Build and Distribution Architecture

Feature Matrix

graph TD
    FEATURES[Feature Flags] --> DATABASES[Database Support]
    FEATURES --> SECURITY[Security Features]
    FEATURES --> OPTIONAL[Optional Features]
    
    DATABASES --> POSTGRES[postgresql]
    DATABASES --> MYSQL[mysql]
    DATABASES --> SQLITE[sqlite]
    DATABASES --> MONGODB[mongodb]
    DATABASES --> MSSQL[mssql]
    
    SECURITY --> ENCRYPTION[encryption]
    SECURITY --> COMPRESSION[compression]
    
    OPTIONAL --> TEMPLATES[templates]
    OPTIONAL --> ANALYSIS[analysis]

Binary Variants

DBSurveyor produces multiple binary variants to support different database environments.

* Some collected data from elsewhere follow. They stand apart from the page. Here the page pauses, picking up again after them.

//! HTTP dispatch surface: liveness, status, and job submission.

use std::net::SocketAddr;
use std::sync::Arc;

use anyhow::{Context, Result};
use axum::body::Bytes;
use axum::extract::State;
use axum::http::StatusCode;
use axum::response::{IntoResponse, Response};
use axum::routing::{get, post};
use axum::{Json, Router};
use mediarelay_platform::ConversationRef;
use mediarelay_runtime::{AdmissionError, JobKind, RelayCoordinator};
use serde::de::DeserializeOwned;
use serde::Deserialize;
use serde_json::json;
use tokio::net::TcpListener;
use tracing::{info, warn};

use crate::commands::SinkFactory;

const HEALTH_ENDPOINT: &str = "/healthz";
const STATUS_ENDPOINT: &str = "/status";
const INDEX_JOB_ENDPOINT: &str = "/jobs/index";
const REPLAY_JOB_ENDPOINT: &str = "/jobs/replay";

pub(crate) struct DispatchState {
    coordinator: RelayCoordinator,
    sinks: SinkFactory,
}

impl DispatchState {
    pub(crate) fn new(coordinator: RelayCoordinator, sinks: SinkFactory) -> Self {
        Self { coordinator, sinks }
    }
}

#[derive(Debug)]
struct DispatchApiError {
    status: StatusCode,
    code: &'static str,
    message: String,
}

impl DispatchApiError {
    fn new(status: StatusCode, code: &'static str, message: impl Into<String>) -> Self {
        Self {
            status,
            code,
            message: message.into(),
        }
    }

    fn bad_request(code: &'static str, message: impl Into<String>) -> Self {
        Self::new(StatusCode::BAD_REQUEST, code, message)
    }

    fn internal(message: impl Into<String>) -> Self {
        Self::new(StatusCode::INTERNAL_SERVER_ERROR, "internal_error", message)
    }
}

impl From<AdmissionError> for DispatchApiError {
    fn from(error: AdmissionError) -> Self {
        match error {
            AdmissionError::JobActive(_) => {
                Self::new(StatusCode::CONFLICT, "job_active", error.to_string())
            }
            AdmissionError::NotLoggedIn => {
                Self::new(StatusCode::SERVICE_UNAVAILABLE, "not_logged_in", error.to_string())
            }
        }
    }
}

impl IntoResponse for DispatchApiError {
    fn into_response(self) -> Response {
        (
            self.status,
            Json(json!({
                "error": {
                    "code": self.code,
                    "message": self.message,
                }
            })),
        )
            .into_response()
    }
}

#[derive(Debug, Deserialize)]
struct IndexJobRequest {
    conversation: String,
}

#[derive(Debug, Deserialize)]
struct ReplayJobRequest {
    target: String,
}

pub(crate) async fn run_dispatch_server(bind: &str, state: Arc<DispatchState>) -> Result<()> {
    let bind_addr = bind
        .parse::<SocketAddr>()
        .with_context(|| format!("invalid --bind '{bind}'"))?;
    let listener = TcpListener::bind(bind_addr)
        .await
        .with_context(|| format!("failed to bind dispatch server on {bind_addr}"))?;
    let local_addr = listener
        .local_addr()
        .context("failed to resolve bound dispatch server address")?;
    info!(addr = %local_addr, "dispatch server listening");

    let app = build_dispatch_router(state);
    axum::serve(listener, app)
        .with_graceful_shutdown(async {
            let _ = tokio::signal::ctrl_c().await;
        })
        .await
        .context("dispatch server exited unexpectedly")?;
    info!("dispatch server stopped");
    Ok(())
}

fn build_dispatch_router(state: Arc<DispatchState>) -> Router {
    Router::new()
        .route(HEALTH_ENDPOINT, get(handle_health))
        .route(STATUS_ENDPOINT, get(handle_status))
        .route(INDEX_JOB_ENDPOINT, post(handle_index_job))
        .route(REPLAY_JOB_ENDPOINT, post(handle_replay_job))
        .with_state(state)
}

async fn handle_health(State(state): State<Arc<DispatchState>>) -> Response {
    (
        StatusCode::OK,
        Json(json!({
            "ok": true,
            "job_running": state.coordinator.is_job_running(),
        })),
    )
        .into_response()
}

async fn handle_status(State(state): State<Arc<DispatchState>>) -> Response {
    match state.coordinator.status().await {
        Ok(status) => (StatusCode::OK, Json(status)).into_response(),
        Err(error) => {
            DispatchApiError::internal(format!("failed to read relay status: {error}"))
                .into_response()
        }
    }
}

fn parse_body<T: DeserializeOwned>(body: &Bytes) -> Result<T, DispatchApiError> {
    serde_json::from_slice(body).map_err(|error| {
        DispatchApiError::bad_request(
            "malformed_json",
            format!("failed to parse request body: {error}"),
        )
    })
}

fn parse_reference(raw: &str) -> Result<ConversationRef, DispatchApiError> {
    ConversationRef::parse(raw).map_err(|error| {
        DispatchApiError::bad_request("invalid_conversation", error.to_string())
    })
}

fn accepted(kind: JobKind, conversation: &ConversationRef) -> Response {
    (
        StatusCode::ACCEPTED,
        Json(json!({
            "accepted": true,
            "job": kind,
            "conversation": conversation.to_string(),
        })),
    )
        .into_response()
}

/// Retries the identity probe for a logged-out idle service so a failed
/// startup probe does not reject jobs until restart.
async fn restore_session(state: &DispatchState) {
    if state.coordinator.is_logged_in() || state.coordinator.is_job_running() {
        return;
    }
    if let Err(error) = state.coordinator.ensure_connected().await {
        warn!(error = %error, "platform session probe failed");
    }
}

async fn handle_index_job(State(state): State<Arc<DispatchState>>, body: Bytes) -> Response {
    let conversation = match parse_body::<IndexJobRequest>(&body)
        .and_then(|request| parse_reference(&request.conversation))
    {
        Ok(conversation) => conversation,
        Err(error) => return error.into_response(),
    };
    restore_session(&state).await;
    match state
        .coordinator
        .start_indexing(conversation.clone(), state.sinks.build(JobKind::Indexing))
    {
        Ok(_job) => {
            info!(conversation = %conversation, "indexing job accepted");
            accepted(JobKind::Indexing, &conversation)
        }
        Err(error) => DispatchApiError::from(error).into_response(),
    }
}

async fn handle_replay_job(State(state): State<Arc<DispatchState>>, body: Bytes) -> Response {
    let target = match parse_body::<ReplayJobRequest>(&body)
        .and_then(|request| parse_reference(&request.target))
    {
        Ok(target) => target,
        Err(error) => return error.into_response(),
    };
    restore_session(&state).await;
    match state
        .coordinator
        .start_replay(target.clone(), state.sinks.build(JobKind::Replay))
    {
        Ok(_job) => {
            info!(target = %target, "replay job accepted");
            accepted(JobKind::Replay, &target)
        }
        Err(error) => DispatchApiError::from(error).into_response(),
    }
}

GoReleaser v2 builds 7 distinct binaries:

  • dbsurveyor - Documentation postprocessor (all features)
  • dbsurveyor-collect - Data collection tool with variants:
    • all - PostgreSQL, MySQL, SQLite, MongoDB, MSSQL
    • postgresql - PostgreSQL only
    • mysql - MySQL only
    • sqlite - SQLite only
    • mongodb - MongoDB only
    • mssql - MSSQL only

Each variant is built with specific feature flags:

# All features (default release artifacts)
cargo zigbuild --release --all-features -p=dbsurveyor-collect

# PostgreSQL-only variant
cargo zigbuild --release --no-default-features \
  --features=postgresql,compression,encryption -p=dbsurveyor-collect

# SQLite-only variant
cargo zigbuild --release --no-default-features \
  --features=sqlite,compression,encryption -p=dbsurveyor-collect

Artifact Naming: Release artifacts follow the pattern:

dbsurveyor_{variant}_{OS}_{arch}.{tar.gz|zip}

Examples:

  • dbsurveyor_all_Linux_x86_64.tar.gz
  • dbsurveyor_postgresql_Darwin_x86_64.tar.gz
  • dbsurveyor_sqlite_Windows_x86_64.zip

Deployment Architecture

Airgap Deployment

graph LR
    CONNECTED[Connected System] --> VENDOR[cargo vendor]
    VENDOR --> PACKAGE[Deployment Package]
    
    PACKAGE --> TRANSFER[Secure Transfer]
    TRANSFER --> AIRGAP[Airgap System]
    
    AIRGAP --> OFFLINE_BUILD[Offline Build]
    OFFLINE_BUILD --> BINARIES[DBSurveyor Binaries]

CI/CD Integration

DBSurveyor uses GoReleaser v2 with cargo-zigbuild for cross-compilation:

# GitHub Actions release workflow
  - name: Install Rust toolchain
    uses: dtolnay/rust-toolchain@stable
    with:
      toolchain: 1.93.1

  - name: Install Zig
    uses: mlugg/setup-zig@v2
    with:
      version: 0.13.0

  - name: Install cargo-zigbuild
    run: cargo install --locked cargo-zigbuild --version 0.19.8

  - name: Install Cosign
    uses: sigstore/cosign-installer@v3

  - name: Install Syft
    uses: anchore/sbom-action/download-syft@v0

  - name: Run GoReleaser
    uses: goreleaser/goreleaser-action@v6
    with:
      distribution: goreleaser
      version: ~> v2
      args: release --clean
    env:
      GITHUB_TOKEN: ${{ secrets.GITHUB_TOKEN }}
      HOMEBREW_TAP_TOKEN: ${{ secrets.HOMEBREW_TAP_TOKEN }}

Cross-Compilation Targets (6 platforms):

  • x86_64-unknown-linux-gnu - Linux x86_64 (glibc)
  • aarch64-unknown-linux-gnu - Linux ARM64 (glibc)
  • x86_64-unknown-linux-musl - Linux x86_64 (musl/Alpine)
  • x86_64-apple-darwin - macOS Intel
  • aarch64-apple-darwin - macOS Apple Silicon
  • x86_64-pc-windows-gnu - Windows x86_64

Security Features:

  • Cosign Keyless Signing: Checksums are signed using GitHub OIDC identity
  • Syft SBOM Generation: Software Bill of Materials for all archives
  • Reproducible Builds: Consistent timestamps via {{ .CommitTimestamp }}

This architecture ensures DBSurveyor maintains its security-first principles while providing flexibility, performance, and maintainability across all supported platforms and use cases.